# THE PROBLEM
I'd like an exact copy of every line from the start of the entries below through the line containing "stdin: &str) ->", please.

▼▼▼

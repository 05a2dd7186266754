//! Common test utilities shared across integration tests.

#![allow(dead_code)]

use std::io::Write;
use std::path::{Path, PathBuf};
use std::process::{Command, Output, Stdio};

/// Path to the ripple binary built by cargo for this test run
pub fn ripple_binary() -> PathBuf {
    PathBuf::from(env!("CARGO_BIN_EXE_ripple"))
}

/// Run the ripple binary in the specified directory
pub fn run_ripple_in_dir(dir: &Path, args: &[&str]) -> Output {
    Command::new(ripple_binary())
        .args(args)
        .current_dir(dir)
        .env("NO_COLOR", "1")
        .env_remove("RUST_LOG")
        .output()
        .expect("Failed to execute ripple binary")
}

/// Run the ripple binary with `stdin` piped in
pub fn run_ripple_with_stdin(dir: &Path, args: &[&str], stdin: &str) -> Output {
    let mut child = Command::new(ripple_binary())
        .args(args)
        .current_dir(dir)
        .env("NO_COLOR", "1")
        .env_remove("RUST_LOG")
        .stdin(Stdio::piped())
        .stdout(Stdio::piped())
        .stderr(Stdio::piped())
        .spawn()
        .expect("Failed to spawn ripple binary");

    child
        .stdin
        .take()
        .expect("stdin is piped")
        .write_all(stdin.as_bytes())
        .expect("Failed to write stdin");

    child.wait_with_output().expect("Failed to wait for ripple")
}

/// Parse stdout of a successful run as JSON
pub fn stdout_json(output: &Output) -> serde_json::Value {
    assert!(
        output.status.success(),
        "ripple failed: {}",
        String::from_utf8_lossy(&output.stderr)
    );
    serde_json::from_slice(&output.stdout).expect("stdout should be valid JSON")
}

/// Catalog file contents, one JSONL string per file
#[derive(Debug, Default, Clone)]
pub struct CatalogFiles {
    pub rules: String,
    pub dependencies: String,
    pub mappings: String,
    pub ownerships: String,
    pub incidents: String,
    pub projects: String,
}

impl CatalogFiles {
    /// Write the files into `dir`, creating it if needed
    pub fn write_to(&self, dir: &Path) {
        std::fs::create_dir_all(dir).unwrap();
        for (name, content) in [
            ("rules.jsonl", &self.rules),
            ("dependencies.jsonl", &self.dependencies),
            ("mappings.jsonl", &self.mappings),
            ("ownerships.jsonl", &self.ownerships),
            ("incidents.jsonl", &self.incidents),
            ("projects.jsonl", &self.projects),
        ] {
            std::fs::write(dir.join(name), content).unwrap();
        }
    }
}

/// A small payments/billing catalog.
///
/// ```text
/// BR-001 (CRITICAL) --feeds--> BR-002 (HIGH) --aggregates--> BR-004 (LOW) --feeds--> BR-005 (LOW) --feeds--> BR-006
///        \--validates--> BR-003 (MEDIUM)                      BR-004 --derives_from--> BR-001 (cycle)
/// ```
///
/// `src/payment/fees.rs` maps to BR-001, `src/reports/revenue.rs` to BR-004.
/// One project, `PRJ-CHECKOUT`, is defined.
pub fn sample_catalog() -> CatalogFiles {
    CatalogFiles {
        rules: [
            r#"{"id":"BR-001","name":"Payment fee calculation","domain":"PAYMENT","criticality":"CRITICAL"}"#,
            r#"{"id":"BR-002","name":"Invoice totals","domain":"BILLING","criticality":"HIGH"}"#,
            r#"{"id":"BR-003","name":"Refund eligibility","domain":"PAYMENT","criticality":"MEDIUM"}"#,
            r#"{"id":"BR-004","name":"Monthly revenue report","domain":"BILLING","criticality":"LOW"}"#,
            r#"{"id":"BR-005","name":"Revenue forecast","domain":"GENERIC","criticality":"LOW"}"#,
            r#"{"id":"BR-006","name":"Customer tier","domain":"USER","criticality":"MEDIUM"}"#,
        ]
        .join("\n"),
        dependencies: [
            r#"{"source_rule_id":"BR-001","target_rule_id":"BR-002","dependency_type":"FEEDS"}"#,
            r#"{"source_rule_id":"BR-001","target_rule_id":"BR-003","dependency_type":"VALIDATES"}"#,
            r#"{"source_rule_id":"BR-002","target_rule_id":"BR-004","dependency_type":"AGGREGATES"}"#,
            r#"{"source_rule_id":"BR-004","target_rule_id":"BR-005","dependency_type":"FEEDS"}"#,
            r#"{"source_rule_id":"BR-004","target_rule_id":"BR-001","dependency_type":"DERIVES_FROM"}"#,
            r#"{"source_rule_id":"BR-005","target_rule_id":"BR-006","dependency_type":"FEEDS"}"#,
        ]
        .join("\n"),
        mappings: [
            r#"{"file_path":"src/payment/fees.rs","rule_id":"BR-001"}"#,
            r#"{"file_path":"src/reports/revenue.rs","rule_id":"BR-004"}"#,
        ]
        .join("\n"),
        ownerships: [
            r#"{"rule_id":"BR-001","team_name":"Payments Core","team_type":"ENGINEERING","role":"PRIMARY_OWNER","contact_email":"payments@example.com","approval_required":true}"#,
            r#"{"rule_id":"BR-002","team_name":"Billing Ops","team_type":"OPERATIONS","role":"SECONDARY_OWNER","approval_required":false}"#,
        ]
        .join("\n"),
        incidents: r#"{"rule_id":"BR-002","title":"Invoices rounded twice","severity":"HIGH","occurred_at":"2025-01-15T09:30:00Z"}"#
            .to_string(),
        projects: r#"{"id":"PRJ-CHECKOUT","name":"Checkout","description":"Cart to payment flow"}"#
            .to_string(),
    }
}

/// Initialize a repository in `dir` and replace its catalog with `catalog`
pub fn init_with_catalog(dir: &Path, catalog: &CatalogFiles) {
    let output = run_ripple_in_dir(dir, &["init", "--quiet"]);
    assert!(
        output.status.success(),
        "Failed to initialize ripple: {}",
        String::from_utf8_lossy(&output.stderr)
    );
    catalog.write_to(&dir.join(".ripple/catalog"));
}
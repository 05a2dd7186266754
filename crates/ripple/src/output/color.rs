//! Color and styling helpers for CLI output.
//!
//! Semantic Color Theme:
//!   - Critical:       red bold (CRITICAL rules, executive attention)
//!   - High/Direct:    red      (HIGH rules, direct impacts)
//!   - Medium/Indirect: yellow  (MEDIUM rules, indirect impacts)
//!   - Info/Reference: cyan     (rule IDs, root tree nodes)
//!   - Accent:         magenta  (cascade impacts, teams)
//!   - Muted:          dimmed   (field labels, connectors, LOW rules)
//!   - Success:        green    (no impact found)

use crate::domain::{Criticality, ImpactLevel};
use colored::Colorize;

use super::OutputConfig;

/// Apply semantic "success" color (green) to text.
pub fn success(text: &str, config: &OutputConfig) -> String {
    if !config.use_colors {
        return text.to_string();
    }
    text.green().to_string()
}

/// Apply semantic "warning" color (yellow) to text.
pub fn warning(text: &str, config: &OutputConfig) -> String {
    if !config.use_colors {
        return text.to_string();
    }
    text.yellow().to_string()
}

/// Apply semantic "error" color (red) to text.
pub fn error(text: &str, config: &OutputConfig) -> String {
    if !config.use_colors {
        return text.to_string();
    }
    text.red().to_string()
}

/// Apply color to criticality text.
pub(crate) fn colorize_criticality(criticality: Criticality, config: &OutputConfig) -> String {
    let text = criticality.to_string();
    if !config.use_colors {
        return text;
    }
    match criticality {
        Criticality::Critical => text.red().bold().to_string(),
        Criticality::High => text.red().to_string(),
        Criticality::Medium => text.yellow().to_string(),
        Criticality::Low => text.dimmed().to_string(),
    }
}

/// Apply color to impact level text.
pub(crate) fn colorize_level(level: ImpactLevel, config: &OutputConfig) -> String {
    let text = level.to_string();
    if !config.use_colors {
        return text;
    }
    match level {
        ImpactLevel::Direct => text.red().to_string(),
        ImpactLevel::Indirect => text.yellow().to_string(),
        ImpactLevel::Cascade => text.magenta().to_string(),
    }
}

/// Colorize a rule ID (cyan).
pub(crate) fn colorize_id(id: &str, config: &OutputConfig) -> String {
    if !config.use_colors {
        return id.to_string();
    }
    id.cyan().to_string()
}

/// Get an icon for an impact level, with ASCII fallback support.
pub(crate) fn level_icon(level: ImpactLevel, config: &OutputConfig) -> String {
    let icon = if config.use_ascii {
        match level {
            ImpactLevel::Direct => "*",
            ImpactLevel::Indirect => ">",
            ImpactLevel::Cascade => "~",
        }
    } else {
        match level {
            ImpactLevel::Direct => "●",
            ImpactLevel::Indirect => "◐",
            ImpactLevel::Cascade => "○",
        }
    };

    if !config.use_colors {
        return icon.to_string();
    }
    match level {
        ImpactLevel::Direct => icon.red().to_string(),
        ImpactLevel::Indirect => icon.yellow().to_string(),
        ImpactLevel::Cascade => icon.magenta().to_string(),
    }
}

/// Marker printed next to rules with incident history.
pub(crate) fn incident_marker(config: &OutputConfig) -> String {
    let marker = if config.use_ascii { "!" } else { "⚠" };
    if !config.use_colors {
        return marker.to_string();
    }
    marker.red().bold().to_string()
}

/// Apply dimmed style to text (for labels/field names).
pub(crate) fn dimmed(text: &str, config: &OutputConfig) -> String {
    if !config.use_colors {
        return text.to_string();
    }
    text.dimmed().to_string()
}

/// Apply bold style to text (for section headers).
pub(crate) fn bold(text: &str, config: &OutputConfig) -> String {
    if !config.use_colors {
        return text.to_string();
    }
    text.bold().to_string()
}

/// Apply magenta color to text (for team names).
pub(crate) fn magenta(text: &str, config: &OutputConfig) -> String {
    if !config.use_colors {
        return text.to_string();
    }
    text.magenta().to_string()
}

▲▲▲

# SOLUTION TO THIS PROBLEM
repository 05a2dd7186266754
//! Common test utilities shared across integration tests.

#![allow(dead_code)]

use std::io::Write;
use std::path::{Path, PathBuf};
use std::process::{Command, Output, Stdio};

/// Path to the ripple binary built by cargo for this test run
pub fn ripple_binary() -> PathBuf {
    PathBuf::from(env!("CARGO_BIN_EXE_ripple"))
}

/// Run the ripple binary in the specified directory
pub fn run_ripple_in_dir(dir: &Path, args: &[&str]) -> Output {
    Command::new(ripple_binary())
        .args(args)
        .current_dir(dir)
        .env("NO_COLOR", "1")
        .env_remove("RUST_LOG")
        .output()
        .expect("Failed to execute ripple binary")
}

/// Run the ripple binary with `stdin` piped in
pub fn run_ripple_with_stdin(dir: &Path, args: &[&str], stdin: &str) -> Output {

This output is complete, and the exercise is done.